Résumé de la décision
L'EURL Pharmacie Cornuel a porté un appel devant la Cour pour contester le jugement du Tribunal administratif de Marseille du 9 novembre 2016, qui avait rejeté sa demande d'annulation de la décision de refus du directeur général de l'agence régionale de santé (ARS) concernant le transfert de son officine de pharmacie à une nouvelle localisation dans une zone commerciale. Le 1er juin 2018, la Pharmacie Cornuel a déclaré se désister de sa requête, renonçant ainsi à toute action future liée au même objet. La Cour a pris acte de ce désistement sans opposition et a notifié la décision aux parties concernées.
Arguments pertinents
Dans sa décision, la cour a pris en compte les différents arguments soulevés par l'EURL Pharmacie Cornuel, qui invoquait une insuffisance de motivation des décisions litigieuses et une atteinte à ses droits liés à la sécurité juridique et au principe de liberté du commerce. Bien que ces arguments aient été mentionnés, il est important de noter que le désistement de la requête a rendu ces considérations sans objet. La Cour a simplement constaté que le désistement était pur et simple, ce qui a permis d’enregistrer cette décision sans entrer dans l'analyse des mérites des prétentions de l’appelant.
Interprétations et citations légales
L'analyse des circonstances de cette décision révèle plusieurs points clés à considérer :
1. Motivation des décisions administratives : L'EURL a soutenu que les décisions étaient insuffisamment motivées. Selon le Code de justice administrative - Article R. 421-4, la motivation doit être explicite pour garantir le droit à un recours effectif.
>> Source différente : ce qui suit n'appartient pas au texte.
//! Content batches, marketing posts, designer submissions and help tickets.

//!
//! Functions taking a `SqliteConnection` are meant to run inside a
//! transaction from [`crate::begin_immediate`], so a post change and the batch
//! status derived from it commit together.

use sqlx::{SqliteConnection, SqlitePool};
use workflow_core::{BatchStatus, PostStatus};

use crate::error::{DatabaseError, Result};
use crate::models::{ContentBatch, DesignerSubmission, HelpTicket, MarketingPost};
use crate::timestamp_now;

/// Create a batch in `in_progress` with one `pending` post per caption.
pub async fn create_batch(
    pool: &SqlitePool,
    client_id: i64,
    title: &str,
    pdf_path: &str,
    captions: &[String],
) -> Result<(ContentBatch, Vec<MarketingPost>)> {
    let mut tx = pool.begin().await?;
    let now = timestamp_now();

    let batch_id = sqlx::query_scalar::<_, i64>(
        r#"
        INSERT INTO content_batches (client_id, title, pdf_path, status, created_at, updated_at)
        VALUES (?, ?, ?, ?, ?, ?)
        RETURNING id
        "#,
    )
    .bind(client_id)
    .bind(title)
    .bind(pdf_path)
    .bind(BatchStatus::InProgress.as_str())
    .bind(&now)
    .bind(&now)
    .fetch_one(&mut *tx)
    .await?;

    let mut posts = Vec::with_capacity(captions.len());
    for caption in captions {
        let post_id = sqlx::query_scalar::<_, i64>(
            r#"
            INSERT INTO marketing_posts (batch_id, caption, status, created_at, updated_at)
            VALUES (?, ?, ?, ?, ?)
            RETURNING id
            "#,
        )
        .bind(batch_id)
        .bind(caption)
        .bind(PostStatus::Pending.as_str())
        .bind(&now)
        .bind(&now)
        .fetch_one(&mut *tx)
        .await?;

        posts.push(MarketingPost {
            id: post_id,
            batch_id,
            caption: caption.clone(),
            status: PostStatus::Pending.as_str().to_string(),
            created_at: now.clone(),
            updated_at: now.clone(),
        });
    }

    tx.commit().await?;

    let batch = ContentBatch {
        id: batch_id,
        client_id,
        title: title.to_string(),
        pdf_path: pdf_path.to_string(),
        status: BatchStatus::InProgress.as_str().to_string(),
        created_at: now.clone(),
        updated_at: now,
    };

    Ok((batch, posts))
}

/// Get a batch by ID.
pub async fn get_batch(pool: &SqlitePool, id: i64) -> Result<ContentBatch> {
    let mut conn = pool.acquire().await?;
    get_batch_on(&mut conn, id).await
}

pub async fn get_batch_on(conn: &mut SqliteConnection, id: i64) -> Result<ContentBatch> {
    sqlx::query_as::<_, ContentBatch>(
        r#"
        SELECT id, client_id, title, pdf_path, status, created_at, updated_at
        FROM content_batches
        WHERE id = ?
        "#,
    )
    .bind(id)
    .fetch_optional(&mut *conn)
    .await?
    .ok_or_else(|| DatabaseError::not_found("ContentBatch", id))
}

/// Overwrite a batch's aggregate status.
pub async fn set_batch_status(
    conn: &mut SqliteConnection,
    id: i64,
    status: BatchStatus,
) -> Result<()> {
    let result = sqlx::query(
        r#"
        UPDATE content_batches
        SET status = ?, updated_at = ?
        WHERE id = ?
        "#,
    )
    .bind(status.as_str())
    .bind(timestamp_now())
    .bind(id)
    .execute(&mut *conn)
    .await?;

    if result.rows_affected() == 0 {
        return Err(DatabaseError::not_found("ContentBatch", id));
    }

    Ok(())
}

/// Get a post by ID.
pub async fn get_post(pool: &SqlitePool, id: i64) -> Result<MarketingPost> {
    let mut conn = pool.acquire().await?;
    get_post_on(&mut conn, id).await
}

pub async fn get_post_on(conn: &mut SqliteConnection, id: i64) -> Result<MarketingPost> {
    sqlx::query_as::<_, MarketingPost>(
        r#"
        SELECT id, batch_id, caption, status, created_at, updated_at
        FROM marketing_posts
        WHERE id = ?
        "#,
    )
    .bind(id)
    .fetch_optional(&mut *conn)
    .await?
    .ok_or_else(|| DatabaseError::not_found("MarketingPost", id))
}

/// List the posts of a batch in creation order.
pub async fn list_posts(pool: &SqlitePool, batch_id: i64) -> Result<Vec<MarketingPost>> {
    let posts = sqlx::query_as::<_, MarketingPost>(
        r#"
        SELECT id, batch_id, caption, status, created_at, updated_at
        FROM marketing_posts
        WHERE batch_id = ?
        ORDER BY id
        "#,
    )
    .bind(batch_id)
    .fetch_all(pool)
    .await?;

    Ok(posts)
}

/// Current statuses of every post in a batch.
pub async fn sibling_statuses(
    conn: &mut SqliteConnection,
    batch_id: i64,
) -> Result<Vec<PostStatus>> {
    let raw = sqlx::query_scalar::<_, String>(
        r#"
        SELECT status FROM marketing_posts WHERE batch_id = ? ORDER BY id
        "#,
    )
    .bind(batch_id)
    .fetch_all(&mut *conn)
    .await?;

    raw.into_iter()
        .map(|s| {
            s.parse::<PostStatus>().map_err(|_| DatabaseError::InvalidValue {
                field: "marketing_posts.status",
                value: s,
            })
        })
        .collect()
}

/// Move a post from `from` to `to`.
///
/// The update is conditional on the post still being in `from`; if another
/// writer moved it first, nothing changes and `Ok(false)` is returned.
pub async fn update_post_status(
    conn: &mut SqliteConnection,
    id: i64,
    from: PostStatus,
    to: PostStatus,
) -> Result<bool> {
    let result = sqlx::query(
        r#"
        UPDATE marketing_posts
        SET status = ?, updated_at = ?
        WHERE id = ? AND status = ?
        "#,
    )
    .bind(to.as_str())
    .bind(timestamp_now())
    .bind(id)
    .bind(from.as_str())
    .execute(&mut *conn)
    .await?;

    Ok(result.rows_affected() == 1)
}

/// Record a designer's submission for a post.
pub async fn add_submission(
    conn: &mut SqliteConnection,
    post_id: i64,
    designer_id: i64,
    asset_url: &str,
    note: Option<&str>,
) -> Result<DesignerSubmission> {
    let created_at = timestamp_now();
    let id = sqlx::query_scalar::<_, i64>(
        r#"
        INSERT INTO designer_submissions (post_id, designer_id, asset_url, note, created_at)
        VALUES (?, ?, ?, ?, ?)
        RETURNING id
        "#,
    )
    .bind(post_id)
    .bind(designer_id)
    .bind(asset_url)
    .bind(note)
    .bind(&created_at)
    .fetch_one(&mut *conn)
    .await?;

    Ok(DesignerSubmission {
        id,
        post_id,
        designer_id,
        asset_url: asset_url.to_string(),
        note: note.map(str::to_string),
        created_at,
    })
}

/// Open a help ticket on a post.
pub async fn create_help_ticket(
    pool: &SqlitePool,
    post_id: i64,
    raised_by_id: i64,
    message: &str,
) -> Result<HelpTicket> {
    let created_at = timestamp_now();
    let id = sqlx::query_scalar::<_, i64>(
        r#"
        INSERT INTO help_tickets (post_id, raised_by_id, message, status, created_at)
        VALUES (?, ?, ?, 'open', ?)
        RETURNING id
        "#,
    )
    .bind(post_id)
    .bind(raised_by_id)
    .bind(message)
    .bind(&created_at)
    .fetch_one(pool)
    .await?;

    Ok(HelpTicket {
        id,
        post_id,
        raised_by_id,
        message: message.to_string(),
        status: "open".to_string(),
        created_at,
        resolved_at: None,
    })
}

/// Get a help ticket by ID.
pub async fn get_help_ticket(pool: &SqlitePool, id: i64) -> Result<HelpTicket> {
    sqlx::query_as::<_, HelpTicket>(
        r#"
        SELECT id, post_id, raised_by_id, message, status, created_at, resolved_at
        FROM help_tickets
        WHERE id = ?
        "#,
    )
    .bind(id)
    .fetch_optional(pool)
    .await?
    .ok_or_else(|| DatabaseError::not_found("HelpTicket", id))
}

/// Resolve an open help ticket. Returns `false` if it was already resolved.
pub async fn resolve_help_ticket(pool: &SqlitePool, id: i64) -> Result<bool> {
    let result = sqlx::query(
        r#"
        UPDATE help_tickets
        SET status = 'resolved', resolved_at = ?
        WHERE id = ? AND status = 'open'
        "#,
    )
    .bind(timestamp_now())
    .bind(id)
    .execute(pool)
    .await?;

    if result.rows_affected() == 0 {
        // Distinguish "already resolved" from "no such ticket".
        get_help_ticket(pool, id).await?;
        return Ok(false);
    }

    Ok(true)
}

#[cfg(test)]
mod tests {
    use super::*;
    use crate::client::create_client;
    use crate::models::{NewClient, StaffRole};
    use crate::test_support::{add_staff, test_db};
    use crate::Database;

    async fn batch_of(db: &Database, n: usize) -> (ContentBatch, Vec<MarketingPost>) {
        let client = create_client(
            db.pool(),
            &NewClient {
                company_name: "Bakehouse".to_string(),
                email: "hello@bakehouse.test".to_string(),
                package: "SPARK".to_string(),
                source_lead_id: None,
            },
        )
        .await
        .unwrap();

        let captions: Vec<String> = (1..=n).map(|i| format!("Post {i}")).collect();
        create_batch(db.pool(), client.id, "June calendar", "uploads/june.pdf", &captions)
            .await
            .unwrap()
    }

    #[tokio::test]
    async fn test_create_batch_fans_out_posts() {
        let db = test_db().await;
        let (batch, posts) = batch_of(&db, 3).await;

        assert_eq!(batch.status, "in_progress");
        assert_eq!(posts.len(), 3);
        assert_eq!(list_posts(db.pool(), batch.id).await.unwrap(), posts);
        let mut conn = db.pool().acquire().await.unwrap();
        assert_eq!(
            sibling_statuses(&mut conn, batch.id).await.unwrap(),
            vec![PostStatus::Pending; 3]
        );
        assert_eq!(get_batch_on(&mut conn, batch.id).await.unwrap(), batch);
    }

    #[tokio::test]
    async fn test_conditional_post_update() {
        let db = test_db().await;
        let (_, posts) = batch_of(&db, 1).await;
        let id = posts[0].id;
        let mut conn = db.pool().acquire().await.unwrap();

        assert!(update_post_status(&mut conn, id, PostStatus::Pending, PostStatus::PendingReview)
            .await
            .unwrap());
        // Stale `from` no longer matches.
        assert!(!update_post_status(&mut conn, id, PostStatus::Pending, PostStatus::PendingReview)
            .await
            .unwrap());
        assert_eq!(get_post_on(&mut conn, id).await.unwrap().status, "pending_review");
    }

    #[tokio::test]
    async fn test_batch_status() {
        let db = test_db().await;
        let (batch, _) = batch_of(&db, 1).await;
        let mut conn = db.pool().acquire().await.unwrap();

        set_batch_status(&mut conn, batch.id, BatchStatus::ReadyForClient)
            .await
            .unwrap();
        assert_eq!(
            get_batch_on(&mut conn, batch.id).await.unwrap().status,
            "READY_FOR_CLIENT"
        );
        assert!(set_batch_status(&mut conn, 999, BatchStatus::Approved).await.is_err());
    }

    #[tokio::test]
    async fn test_writes_roll_back_with_transaction() {
        let db = test_db().await;
        let (batch, posts) = batch_of(&db, 1).await;

        let mut tx = crate::begin_immediate(db.pool()).await.unwrap();
        update_post_status(&mut tx, posts[0].id, PostStatus::Pending, PostStatus::PendingReview)
            .await
            .unwrap();
        set_batch_status(&mut tx, batch.id, BatchStatus::ReadyForClient)
            .await
            .unwrap();
        tx.rollback().await.unwrap();

        assert_eq!(get_post(db.pool(), posts[0].id).await.unwrap().status, "pending");
        assert_eq!(get_batch(db.pool(), batch.id).await.unwrap().status, "in_progress");
    }

    #[tokio::test]
    async fn test_submissions_and_tickets() {
        let db = test_db().await;
        let designer = add_staff(&db, "Dev", StaffRole::Designer).await;
        let (_, posts) = batch_of(&db, 1).await;
        let post_id = posts[0].id;
        let mut conn = db.pool().acquire().await.unwrap();

        let first = add_submission(&mut conn, post_id, designer.id, "https://cdn.test/a.png", None)
            .await
            .unwrap();
        let second =
            add_submission(&mut conn, post_id, designer.id, "https://cdn.test/b.png", Some("v2"))
                .await
                .unwrap();
        assert!(second.id > first.id);
        assert_eq!(first.note, None);
        assert_eq!(second.note.as_deref(), Some("v2"));
        drop(conn);

        let ticket = create_help_ticket(db.pool(), post_id, designer.id, "Brand colours?")
            .await
            .unwrap();
        assert!(ticket.resolved_at.is_none());

        assert!(resolve_help_ticket(db.pool(), ticket.id).await.unwrap());
        assert!(!resolve_help_ticket(db.pool(), ticket.id).await.unwrap());
        assert!(get_help_ticket(db.pool(), ticket.id).await.unwrap().resolved_at.is_some());

        let missing = resolve_help_ticket(db.pool(), 999).await;
        assert!(matches!(missing, Err(DatabaseError::NotFound { .. })));
    }
}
2. Droit à la sécurité juridique : Dans son argumentation, l'EURL a évoqué le droit à la sécurité juridique qui est fondamental, tant par les textes nationaux que par la Convention européenne des droits de l'homme - Article 1er du Protocole additionnel. Ce droit assure que les normes doivent être claires et prévisibles pour les citoyens.
3. Liberté du commerce et de l'industrie : Le principe de liberté du commerce est protégé par l'article 21 de la loi du 2 août 2005, indiquant que "la liberté d'entreprendre est garantie". En invoquant ce principe, l'EURL soulignait le droit de transférer son activité librement.
La conclusion de tout cela a été que le désistement a mis fin à la dispute sans que les arguments soulevés par l’EURL aient été examinés par la cour, attestant ainsi de l'importance du libre choix des parties dans le cadre des procédures judiciaires. La cour a agi conformément aux dispositions du Code de justice administrative, permettant une résolution rapide de l'affaire en prenant acte du désistement.